What you need to do: All of the data is to be copied without a single change.

Record excerpts:
+ + + + +
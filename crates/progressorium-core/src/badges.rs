//! Badge rule set.
//!
//! Each badge is a pure predicate over `ProgressState` plus a one-time XP
//! bonus. Declaration order is evaluation order.

use crate::error::{ProgressError, Result};
use crate::state::ProgressState;
use serde::Serialize;
use std::collections::HashSet;

/// Predicate deciding whether a badge qualifies
pub type BadgeCondition = fn(&ProgressState) -> bool;

/// One badge definition
#[derive(Debug, Clone, Copy, Serialize)]
pub struct BadgeDescriptor {
    pub id: &'static str,
    pub name: &'static str,
    pub description: &'static str,
    pub xp_bonus: u64,
    #[serde(skip)]
    pub condition: BadgeCondition,
}

impl BadgeDescriptor {
    pub const fn new(
        id: &'static str,
        name: &'static str,
        description: &'static str,
        xp_bonus: u64,
        condition: BadgeCondition,
    ) -> Self {
        Self {
            id,
            name,
            description,
            xp_bonus,
            condition,
        }
    }

    pub fn qualifies(&self, state: &ProgressState) -> bool {
        (self.condition)(state)
    }
}

const FOUNDATION_IDS: &[u32] = &[1, 2, 3, 4, 5];
const SYNTHESIS_IDS: &[u32] = &[6, 7, 8, 9, 10, 11, 12];
const CREATION_IDS: &[u32] = &[13, 14, 15, 16];
const STRATEGY_IDS: &[u32] = &[17, 18, 19, 20];
const WORKFLOW_IDS: &[u32] = &[11, 12, 13, 14, 15, 16, 17, 18, 19];
const ALL_IDS: &[u32] = &[
    1, 2, 3, 4, 5, 6, 7, 8, 9, 10, 11, 12, 13, 14, 15, 16, 17, 18, 19, 20,
];

/// Built-in badges, in evaluation order
pub const BADGES: &[BadgeDescriptor] = &[
    BadgeDescriptor::new("first-win", "First Steps", "Complete any 1 lesson", 50, |p| {
        p.completed_count() >= 1
    }),
    BadgeDescriptor::new(
        "foundation",
        "Foundation Builder",
        "Complete all Foundation lessons (1-5)",
        150,
        |p| p.has_completed_all(FOUNDATION_IDS),
    ),
    BadgeDescriptor::new(
        "synthesis-master",
        "Synthesis Master",
        "Complete all Synthesis lessons (6-12)",
        200,
        |p| p.has_completed_all(SYNTHESIS_IDS),
    ),
    BadgeDescriptor::new(
        "creator",
        "Creative Catalyst",
        "Complete all Creation lessons (13-16)",
        200,
        |p| p.has_completed_all(CREATION_IDS),
    ),
    BadgeDescriptor::new(
        "strategist",
        "Master Strategist",
        "Complete all Strategy lessons (17-20)",
        250,
        |p| p.has_completed_all(STRATEGY_IDS),
    ),
    BadgeDescriptor::new(
        "workflow-warrior",
        "Workflow Warrior",
        "Complete lessons 11-19 (The Distillery through Relay Race)",
        300,
        |p| p.has_completed_all(WORKFLOW_IDS),
    ),
    BadgeDescriptor::new(
        "vault-master",
        "Vault Master",
        "Complete lesson 20 with 5 templates saved",
        500,
        |p| p.has_completed_all(&[20]) && p.counters().saved_templates.len() >= 5,
    ),
    BadgeDescriptor::new(
        "perfect-ten",
        "Perfectionist",
        "Score 100% on any 10 games",
        300,
        |p| p.counters().perfect_scores.len() >= 10,
    ),
    BadgeDescriptor::new(
        "speed-demon",
        "Speed Demon",
        "Complete 5 games with time bonuses",
        200,
        |p| p.counters().speed_bonuses.len() >= 5,
    ),
    BadgeDescriptor::new(
        "streak-master",
        "Streak Master",
        "Achieve a 5-game winning streak",
        250,
        |p| p.counters().best_streak >= 5,
    ),
    BadgeDescriptor::new(
        "completionist",
        "Completionist",
        "Complete all 20 lessons",
        1000,
        |p| p.has_completed_all(ALL_IDS),
    ),
];

/// Ordered, id-unique set of badges
#[derive(Debug, Clone)]
pub struct BadgeRuleSet {
    badges: Vec<BadgeDescriptor>,
}

impl BadgeRuleSet {
    pub fn new(badges: Vec<BadgeDescriptor>) -> Result<Self> {
        let mut seen = HashSet::new();
        for badge in &badges {
            if !seen.insert(badge.id) {
                return Err(ProgressError::InvalidCatalog(format!(
                    "duplicate badge id '{}'",
                    badge.id
                )));
            }
        }
        Ok(Self { badges })
    }

    pub fn builtin() -> Self {
        Self {
            badges: BADGES.to_vec(),
        }
    }

    pub fn iter(&self) -> impl Iterator<Item = &BadgeDescriptor> {
        self.badges.iter()
    }

    pub fn len(&self) -> usize {
        self.badges.len()
    }

    pub fn is_empty(&self) -> bool {
        self.badges.is_empty()
    }

    pub fn get(&self, id: &str) -> Option<&BadgeDescriptor> {
        self.badges.iter().find(|b| b.id == id)
    }

    /// Descriptors for the badges already in `state`, in award order.
    /// Ids with no descriptor (e.g. from an older rule set) are skipped.
    pub fn earned(&self, state: &ProgressState) -> Vec<&BadgeDescriptor> {
        state.badges().iter().filter_map(|id| self.get(id)).collect()
    }

    /// Sum of every badge bonus
    pub fn total_bonus_xp(&self) -> u64 {
        self.badges.iter().map(|b| b.xp_bonus).sum()
    }
}

impl Default for BadgeRuleSet {
    fn default() -> Self {
        Self::builtin()
    }
}

/// Format a badge for an unlock notification
pub fn format_badge_unlock(badge: &BadgeDescriptor) -> String {
    format!(
        "Badge unlocked: {} - {} (+{} XP)",
        badge.name, badge.description, badge.xp_bonus
    )
}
+ + + + +
The answer:
filename crates/progressorium-core/src/badges.rs
//! Badge rule set.
//!
//! Each badge is a pure predicate over `ProgressState` plus a one-time XP
//! bonus. Declaration order is evaluation order.

use crate::error::{ProgressError, Result};
use crate::state::ProgressState;
use serde::Serialize;
use std::collections::HashSet;

/// Predicate deciding whether a badge qualifies
pub type BadgeCondition = fn(&ProgressState) -> bool;

/// One badge definition
#[derive(Debug, Clone, Copy, Serialize)]
pub struct BadgeDescriptor {
    pub id: &'static str,
    pub name: &'static str,
    pub description: &'static str,
    pub xp_bonus: u64,
    #[serde(skip)]
    pub condition: BadgeCondition,
}

impl BadgeDescriptor {
    pub const fn new(
        id: &'static str,
        name: &'static str,
        description: &'static str,
        xp_bonus: u64,
        condition: BadgeCondition,
    ) -> Self {
        Self {
            id,
            name,
            description,
            xp_bonus,
            condition,
        }
    }

    pub fn qualifies(&self, state: &ProgressState) -> bool {
        (self.condition)(state)
    }
}

const FOUNDATION_IDS: &[u32] = &[1, 2, 3, 4, 5];
const SYNTHESIS_IDS: &[u32] = &[6, 7, 8, 9, 10, 11, 12];
const CREATION_IDS: &[u32] = &[13, 14, 15, 16];
const STRATEGY_IDS: &[u32] = &[17, 18, 19, 20];
const WORKFLOW_IDS: &[u32] = &[11, 12, 13, 14, 15, 16, 17, 18, 19];
const ALL_IDS: &[u32] = &[
    1, 2, 3, 4, 5, 6, 7, 8, 9, 10, 11, 12, 13, 14, 15, 16, 17, 18, 19, 20,
];

/// Built-in badges, in evaluation order
pub const BADGES: &[BadgeDescriptor] = &[
    BadgeDescriptor::new("first-win", "First Steps", "Complete any 1 lesson", 50, |p| {
        p.completed_count() >= 1
    }),
    BadgeDescriptor::new(
        "foundation",
        "Foundation Builder",
        "Complete all Foundation lessons (1-5)",
        150,
        |p| p.has_completed_all(FOUNDATION_IDS),
    ),
    BadgeDescriptor::new(
        "synthesis-master",
        "Synthesis Master",
        "Complete all Synthesis lessons (6-12)",
        200,
        |p| p.has_completed_all(SYNTHESIS_IDS),
    ),
    BadgeDescriptor::new(
        "creator",
        "Creative Catalyst",
        "Complete all Creation lessons (13-16)",
        200,
        |p| p.has_completed_all(CREATION_IDS),
    ),
    BadgeDescriptor::new(
        "strategist",
        "Master Strategist",
        "Complete all Strategy lessons (17-20)",
        250,
        |p| p.has_completed_all(STRATEGY_IDS),
    ),
    BadgeDescriptor::new(
        "workflow-warrior",
        "Workflow Warrior",
        "Complete lessons 11-19 (The Distillery through Relay Race)",
        300,
        |p| p.has_completed_all(WORKFLOW_IDS),
    ),
    BadgeDescriptor::new(
        "vault-master",
        "Vault Master",
        "Complete lesson 20 with 5 templates saved",
        500,
        |p| p.has_completed_all(&[20]) && p.counters().saved_templates.len() >= 5,
    ),
    BadgeDescriptor::new(
        "perfect-ten",
        "Perfectionist",
        "Score 100% on any 10 games",
        300,
        |p| p.counters().perfect_scores.len() >= 10,
    ),
    BadgeDescriptor::new(
        "speed-demon",
        "Speed Demon",
        "Complete 5 games with time bonuses",
        200,
        |p| p.counters().speed_bonuses.len() >= 5,
    ),
    BadgeDescriptor::new(
        "streak-master",
        "Streak Master",
        "Achieve a 5-game winning streak",
        250,
        |p| p.counters().best_streak >= 5,
    ),
    BadgeDescriptor::new(
        "completionist",
        "Completionist",
        "Complete all 20 lessons",
        1000,
        |p| p.has_completed_all(ALL_IDS),
    ),
];

/// Ordered, id-unique set of badges
#[derive(Debug, Clone)]
pub struct BadgeRuleSet {
    badges: Vec<BadgeDescriptor>,
}

impl BadgeRuleSet {
    pub fn new(badges: Vec<BadgeDescriptor>) -> Result<Self> {
        let mut seen = HashSet::new();
        for badge in &badges {
            if !seen.insert(badge.id) {
                return Err(ProgressError::InvalidCatalog(format!(
                    "duplicate badge id '{}'",
                    badge.id
                )));
            }
        }
        Ok(Self { badges })
    }

    pub fn builtin() -> Self {
        Self {
            badges: BADGES.to_vec(),
        }
    }

    pub fn iter(&self) -> impl Iterator<Item = &BadgeDescriptor> {
        self.badges.iter()
    }

    pub fn len(&self) -> usize {
        self.badges.len()
    }

    pub fn is_empty(&self) -> bool {
        self.badges.is_empty()
    }

    pub fn get(&self, id: &str) -> Option<&BadgeDescriptor> {
        self.badges.iter().find(|b| b.id == id)
    }

    /// Descriptors for the badges already in `state`, in award order.
    /// Ids with no descriptor (e.g. from an older rule set) are skipped.
    pub fn earned(&self, state: &ProgressState) -> Vec<&BadgeDescriptor> {
        state.badges().iter().filter_map(|id| self.get(id)).collect()
    }

    /// Sum of every badge bonus
    pub fn total_bonus_xp(&self) -> u64 {
        self.badges.iter().map(|b| b.xp_bonus).sum()
    }
}

impl Default for BadgeRuleSet {
    fn default() -> Self {
        Self::builtin()
    }
}

/// Format a badge for an unlock notification
pub fn format_badge_unlock(badge: &BadgeDescriptor) -> String {
    format!(
        "Badge unlocked: {} - {} (+{} XP)",
        badge.name, badge.description, badge.xp_bonus
    )
}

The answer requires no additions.